J Immunol. 2025 Aug 7:vkaf155. doi: 10.1093/jimmun/vkaf155. Online ahead of print.
ABSTRACT
Tumor clearance by T cells is impaired by insufficient tumor antigen recognition, insufficient tumor infiltration, and the immunosuppressive tumor microenvironment. Although targeted T cell therapy circumvents failures in tumor antigen recognition, suppression by the tumor microenvironment and failure to infiltrate the tumor can hinder tumor clearance. Checkpoint inhibitors (CPIs) promise to reverse T cell suppression and can be combined with bispecific antibody armed T cell (BAT) therapy to improve clinical outcomes. We hypothesize that adoptively transferred T cell function may be improved by the addition of CPIs if the inhibitory pathway is functionally active. This study develops a kinetic-dynamic model of killing of hormone receptor-positive breast cancer cells mediated by BATs using single-cell transcriptomic and temporal protein data to identify T cell phenotypes and quantify inhibitory receptor expression.
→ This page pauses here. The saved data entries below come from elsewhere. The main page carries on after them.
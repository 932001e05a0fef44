pub(crate) mod buffer;
pub(crate) mod engine;
pub(crate) mod source;
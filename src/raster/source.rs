use std::path::PathBuf;

use crate::raster::buffer::PixelBuffer;

/// Where a raster image's pixels came from.
///
/// Decoded sources carry their canonical identifier so that two images built from the same
/// source compare equal and share one decode-cache entry.
#[derive(Clone, Debug, PartialEq, Eq, Hash)]
pub enum RasterOrigin {
    /// Canonicalized filesystem path.
    File(PathBuf),
    /// Caller-supplied locator for already-fetched encoded bytes (e.g. a URL).
    Encoded(String),
    /// Produced by `build` or `map`.
    Generated,
}

impl RasterOrigin {
    /// Key used by the decode cache, if this origin is cacheable.
    pub fn cache_key(&self) -> Option<String> {
        match self {
            Self::File(p) => Some(format!("file:{}", p.display())),
            Self::Encoded(locator) => Some(format!("encoded:{locator}")),
            Self::Generated => None,
        }
    }
}

/// Decoded or generated pixels together with where they came from.
#[derive(Clone, Debug)]
pub struct RasterImage {
    pub(crate) origin: RasterOrigin,
    pub(crate) pixels: PixelBuffer,
}

impl RasterImage {
    /// Pair `pixels` with their `origin`.
    pub fn new(origin: RasterOrigin, pixels: PixelBuffer) -> Self {
        Self { origin, pixels }
    }

    pub fn origin(&self) -> &RasterOrigin {
        &self.origin
    }

    pub fn pixels(&self) -> &PixelBuffer {
        &self.pixels
    }
}

impl PartialEq for RasterImage {
    fn eq(&self, other: &Self) -> bool {
        if self.origin != other.origin {
            return false;
        }
        match self.origin {
            // Same canonical source means same decoded pixels.
            RasterOrigin::File(_) | RasterOrigin::Encoded(_) => true,
            RasterOrigin::Generated => self.pixels == other.pixels,
        }
    }
}
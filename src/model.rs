pub(crate) mod layout;
pub(crate) mod node;
pub(crate) mod primitives;
pub(crate) mod transform;
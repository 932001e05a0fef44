use crate::foundation::core::{Affine, BoundingBox};

/// Slack applied before snapping so that results which are integers up to rounding noise
/// (e.g. `cos(90°)`) do not grow by a whole pixel.
const SNAP_EPS: f64 = 1e-9;

pub(crate) fn snap_floor(v: f64) -> i32 {
    saturate((v + SNAP_EPS).floor())
}

pub(crate) fn snap_ceil(v: f64) -> i32 {
    saturate((v - SNAP_EPS).ceil())
}

fn saturate(v: f64) -> i32 {
    if v.is_nan() {
        0
    } else {
        v.clamp(f64::from(i32::MIN), f64::from(i32::MAX)) as i32
    }
}

/// Axis-aligned box of `bounds` after `transform`, snapped outward to integers.
pub(crate) fn transform_bounds(transform: Affine, bounds: BoundingBox) -> BoundingBox {
    let pts = bounds.corners().map(|p| transform * p);
    let (mut min_x, mut min_y) = (f64::INFINITY, f64::INFINITY);
    let (mut max_x, mut max_y) = (f64::NEG_INFINITY, f64::NEG_INFINITY);
    for p in pts {
        min_x = min_x.min(p.x);
        min_y = min_y.min(p.y);
        max_x = max_x.max(p.x);
        max_y = max_y.max(p.y);
    }
    BoundingBox::new(
        snap_floor(min_x),
        snap_floor(min_y),
        snap_ceil(max_x),
        snap_ceil(max_y),
    )
}

/// Exact rotation by `quadrants * 90°` (clockwise on screen, y down).
pub(crate) fn quadrant_rotation(quadrants: i32) -> Affine {
    match quadrants.rem_euclid(4) {
        0 => Affine::IDENTITY,
        1 => Affine::new([0.0, 1.0, -1.0, 0.0, 0.0, 0.0]),
        2 => Affine::new([-1.0, 0.0, 0.0, -1.0, 0.0, 0.0]),
        _ => Affine::new([0.0, -1.0, 1.0, 0.0, 0.0, 0.0]),
    }
}

pub(crate) fn degrees_to_radians(degrees: f64) -> f64 {
    degrees * std::f64::consts::PI / 180.0
}

pub(crate) fn mul_div255_u8(x: u16, y: u16) -> u8 {
    (((u32::from(x) * u32::from(y)) + 127) / 255) as u8
}

pub(crate) fn premultiply(rgba: [u8; 4]) -> [u8; 4] {
    let a = u16::from(rgba[3]);
    if a == 0 {
        return [0, 0, 0, 0];
    }
    [
        mul_div255_u8(u16::from(rgba[0]), a),
        mul_div255_u8(u16::from(rgba[1]), a),
        mul_div255_u8(u16::from(rgba[2]), a),
        rgba[3],
    ]
}

pub(crate) fn unpremultiply(rgba: [u8; 4]) -> [u8; 4] {
    let a = u32::from(rgba[3]);
    if a == 0 {
        return [0, 0, 0, 0];
    }
    if a == 255 {
        return rgba;
    }
    let un = |c: u8| -> u8 { ((u32::from(c) * 255 + a / 2) / a).min(255) as u8 };
    [un(rgba[0]), un(rgba[1]), un(rgba[2]), rgba[3]]
}

#[cfg(test)]
#[path = "../../tests/unit/foundation/math.rs"]
mod tests;
use super::*;
use crate::foundation::core::BoundingBox;
use crate::model::primitives::{Circle, Polygon, Rectangle};

fn rect(w: u32, h: u32) -> Image {
    Image::rectangle(Rectangle::new(w, h))
}

#[test]
fn zero_move_is_identity() {
    let img = rect(5, 5);
    assert!(Image::ptr_eq(&img, &img.moved(0, 0)));
    assert!(Image::ptr_eq(&img, &img.rotated(360)));
}

#[test]
fn move_shifts_box() {
    let img = rect(10, 4).moved(3, -2);
    assert_eq!(img.bounds(), BoundingBox::new(3, -2, 13, 2));
    assert_eq!(img.moved_by(Point::new(-3, 2)).bounds(), rect(10, 4).bounds());
}

#[test]
fn nested_transforms_collapse() {
    let base = rect(4, 4);
    let img = base.moved(1, 1).moved(2, 3).scaled(2.0);
    match img.node() {
        Node::Transform(t) => {
            assert!(Image::ptr_eq(t.child(), &base));
            assert_eq!(
                t.transform(),
                Affine::scale(2.0) * Affine::translate((3.0, 4.0))
            );
        }
        other => panic!("expected a transform, got {other:?}"),
    }
    assert_eq!(img.bounds(), BoundingBox::new(6, 8, 14, 16));
}

#[test]
fn moving_back_returns_the_child() {
    let base = rect(4, 4);
    assert!(Image::ptr_eq(&base.moved(7, 7).moved(-7, -7), &base));
}

#[test]
fn quarter_turns_are_exact() {
    let base = rect(40, 20);
    let once = base.rotated(90);
    assert_eq!(once.bounds(), BoundingBox::new(-20, 0, 0, 40));
    assert_eq!(base.rotated(-90).bounds(), BoundingBox::new(0, -40, 20, 0));

    let four = once.rotated(90).rotated(90).rotated(90);
    assert_eq!(four.bounds(), BoundingBox::new(0, 0, 40, 20));
    assert_eq!(four, base);
}

#[test]
fn general_rotation_covers_corners() {
    let img = rect(10, 10).rotated(45);
    let diag = (10.0f64 * 2.0f64.sqrt()).ceil() as i32;
    assert!(img.width() >= 14 && img.width() <= diag + 1);
    assert!(img.left() < 0);
    assert_eq!(img.top(), 0);
}

#[test]
fn rotate_in_place_keeps_center() {
    let base = rect(40, 20);
    let turned = base.rotated_in_place(90);
    assert_eq!(turned.bounds(), BoundingBox::new(10, -10, 30, 30));
    assert_eq!(turned.bounds().center(), base.bounds().center());

    let fractional = base.rotated_in_place_by(90.0);
    assert_eq!(fractional.bounds().center(), base.bounds().center());
}

#[test]
fn scale_is_about_origin() {
    let img = rect(4, 6).moved(2, 2).scaled_xy(2.0, 0.5);
    assert_eq!(img.bounds(), BoundingBox::new(4, 1, 12, 4));
}

#[test]
fn reflections_keep_box_and_undo_themselves() {
    let base = Image::circle(Circle::centered(Point::new(10, 5), 3));
    let flipped = base.x_reflection();
    assert_eq!(flipped.bounds(), base.bounds());
    assert_eq!(flipped.x_reflection(), base);

    let flopped = base.y_reflection();
    assert_eq!(flopped.bounds(), base.bounds());
    assert_eq!(flopped.y_reflection(), base);
}

#[test]
fn normalize_moves_to_origin() {
    let img = rect(3, 3).moved(-8, 12).normalized();
    assert_eq!(img.bounds(), BoundingBox::new(0, 0, 3, 3));
}

#[test]
fn compound_rotation_box_comes_from_the_collapsed_matrix() {
    let base = rect(10, 10);
    let once = base.rotated(45);
    assert_eq!(once.bounds(), BoundingBox::new(-8, 0, 8, 15));

    // The second turn applies to the original rectangle, not to the first hull.
    let twice = once.rotated(45);
    match twice.node() {
        Node::Transform(t) => assert!(Image::ptr_eq(t.child(), &base)),
        other => panic!("expected a transform, got {other:?}"),
    }
    assert_eq!(twice.bounds(), BoundingBox::new(-10, 0, 0, 10));
    assert_eq!(twice.bounds(), base.rotated(90).bounds());
}

#[test]
fn extreme_scales_and_vertices_saturate() {
    let flipped = rect(10, 10).scaled_xy(-1e9, 1.0);
    assert_eq!(flipped.left(), i32::MIN);
    assert_eq!(flipped.right(), 0);
    assert_eq!(flipped.width(), i32::MAX);

    for img in [
        flipped.x_reflection(),
        flipped.y_reflection(),
        flipped.normalized(),
        flipped.rotated_in_place(90),
        flipped.rotated_in_place_by(30.0),
    ] {
        let b = img.bounds();
        assert!(b.right() >= b.left() && b.bottom() >= b.top());
        assert!(b.width() >= 0 && b.height() >= 0);
    }

    let wide = Image::polygon(Polygon::line(
        Point::new(-2_000_000_000, 0),
        Point::new(2_000_000_000, 0),
    ));
    assert_eq!(wide.width(), i32::MAX);
    assert_eq!(wide.x_reflection().bounds(), wide.bounds());
    assert_eq!(wide.normalized().left(), 0);
}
LAG3, PD-1, and TIGIT were identified as inhibitory receptors expressed by cytotoxic effector CD8 BATs upon exposure to hormone receptor-positive breast cancer cell lines. These data were combined with real-time tumor cytotoxicity data in a multivariate statistical analysis framework to predict the relevant contributions of T cells expressing each receptor to tumor reduction. A mechanistic kinetic-dynamic mathematical model was developed and parametrized using protein expression and cytotoxicity data for in silico validation of the findings of the multivariate statistical analysis. The model corroborated the predictions of the multivariate statistical analysis which identified LAG3+ BATs as the primary effectors, while TIGIT expression dampened cytotoxic function. These results inform CPI selection for BATs combination therapy and provide a framework to maximize BATs antitumor function.